Navy still focusing on the Next Gen Jammer
The plan to replace the 50-year-old jammer is designed to address rapidly proliferating threats in the electromagnetic spectrum.
The Navy is continuing to move toward replacing its primary aerial jamming pod, the ALQ-99, with the Next Generation Jammer, which will provide significantly greater capabilities in the electromagnetic spectrum against growing threats.
“Threats have grown both in number and capability, to put it simply,” Capt. John Bailey, program manager of Airborne Electronic Attack Systems, said at the 2016 Sea Air Space seminar May 16. In terms of isotropic radiated power, the Next Gen Jammer is “about 10 times the power of what we typically put out in the ALQ-99,” he said. As for capacity, “ballpark, quadruple the number of assignments it can handle” as well as the ability to rapidly beam-switch from “target to target to target” nearly instantaneously.
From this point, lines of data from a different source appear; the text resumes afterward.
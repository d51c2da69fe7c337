//! SMTP mailbox existence probing.
//!
//! The entry point is [`Prober::check`]: the address is checked for
//! syntax, its candidate hosts are tried in order under a shared connection
//! budget, and the first host greeting with 220 is walked through
//! `HELO` / `MAIL FROM` / `RCPT TO`. The RCPT TO reply decides the verdict;
//! no message is ever sent.

mod connector;
mod error;
mod options;
mod probe;
mod reply;
mod session;
mod types;

pub use connector::{Connector, TcpConnector};
pub use error::ProbeError;
pub use options::{ProbeOptions, SenderIdentity, TimeoutBudget};
#[cfg(feature = "with-mx")]
pub use probe::check_mailaddress_exists;
pub use probe::Prober;
pub use reply::parse_status_code;
pub use session::SmtpSession;
pub use types::{
    AttemptOutcome, HostAttempt, ProbeOutcome, ProbeReport, SmtpEvent, SmtpReply, Stage,
    StatusCode, classify_rcpt,
};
The ALQ-99, which dates back nearly 50 years, has reached its limit of what it can do, especially against a modern threat, in terms of effective isotropic radiated power, advanced modulation and capacity. “The reason we are purchasing the next-generation jammer, [whose] first increment will reach initial operational capability around 2021, is that the threat is getting more and more advanced. And that threat is in the electromagnetic spectrum. The next war is going to be fought in the electromagnetic spectrum,” Rear Adm. Michael Manazir, the Navy’s director of Air Warfare, told members of Congress in April, while providing an update on the status of the Next Gen Jammer.
Development of the Next Gen Jammer, which is being made by Raytheon, has been slowed by budget constraints, but has reportedly performed well in tests.
As for as additional drivers forcing the need for an upgraded capability, Bailey’s presentation listed longer standoff range, longer missile range, increased density, digital-based radar processing, coherent low probability of intercept radars, irregular warfare electromagnetic fratricide and rapid technological advances, among other factors. The Next Gen Jammer will respond to these factors with higher equivalent isotropically radiated power, increased number of assignments, digital-based waveform modulations, coherent countermeasures, wideband spectrum, clear spectral output and open architecture, among others.
Regarding specific threats behind these drivers, Bailey declined to offer any greater specificity other than the threats are coming from “everybody—it’s not just Russia,” he told Defense Systems following his address. While Russia has proven significantly adept in electromagnetic operations, especially in the land domain, China has begun to place greater importance on electronic warfare. China “identifies electronic warfare (EW) as a way to reduce or eliminate U.S. technological advantages, and considers it an integral component of warfare,” according to the recently released Defense Department Annual Report to Congress on China. “The [People’s Liberation Army’s] EW doctrine emphasizes using electromagnetic spectrum weapons to suppress or to deceive enemy electronic equipment. The PLA’s strategy focuses on radio, radar, optical, infrared, and microwave frequencies, in addition to adversarial computer and information systems.”
The report also notes that China views EW as a comparable domain of warfare just like ground, sea and air. China’s EW weapons include jamming equipment against multiple communication and radar systems and GPS satellite systems, the report said. The United States has been engaged in heated exchanges over China’s land reclamation and militarization of man-made islands in the South China Sea, stemming from Navy surveillance aircraft flights and freedom of navigation operations.
While so-called “cognitive EW” programs, which aim to use artificial intelligence to rapidly learn incoming frequencies, are talked about in conjunction with the Defense Department’s Third Offset strategy, Bailey said such concepts are not a current program of record. “[It’s] something we’re looking at for the future though, future upgrades, I wouldn’t call it an increment but a future upgrade, yes. We’re looking into that but there’s no funded program of record for it at this time,” he told Defense Systems, adding he couldn’t say how far off the possibility of dedicated funding is.
“Today, when [aircraft] go out, though, they find that they’re getting pinged by radar signals that we’ve never encountered before and it’s just one reflection of how rapidly technology is changing in the world. When that happens today, it can be weeks to months to literally years before they’re able to get the kind of protection they need against that new radio signal,” DARPA director Arati Prabhakar, said at the Atlantic Council in May, regarding cognitive EW. “With this advance in machine learning, with these systems onboard, what we’ll have for these aircraft is the ability to scan the radio spectrum in real time to determine what the adversary’s radar is doing and then right there on the spot create a jamming profile that will protect those aircraft in real time, in the battlespace even when the world around them is changing.”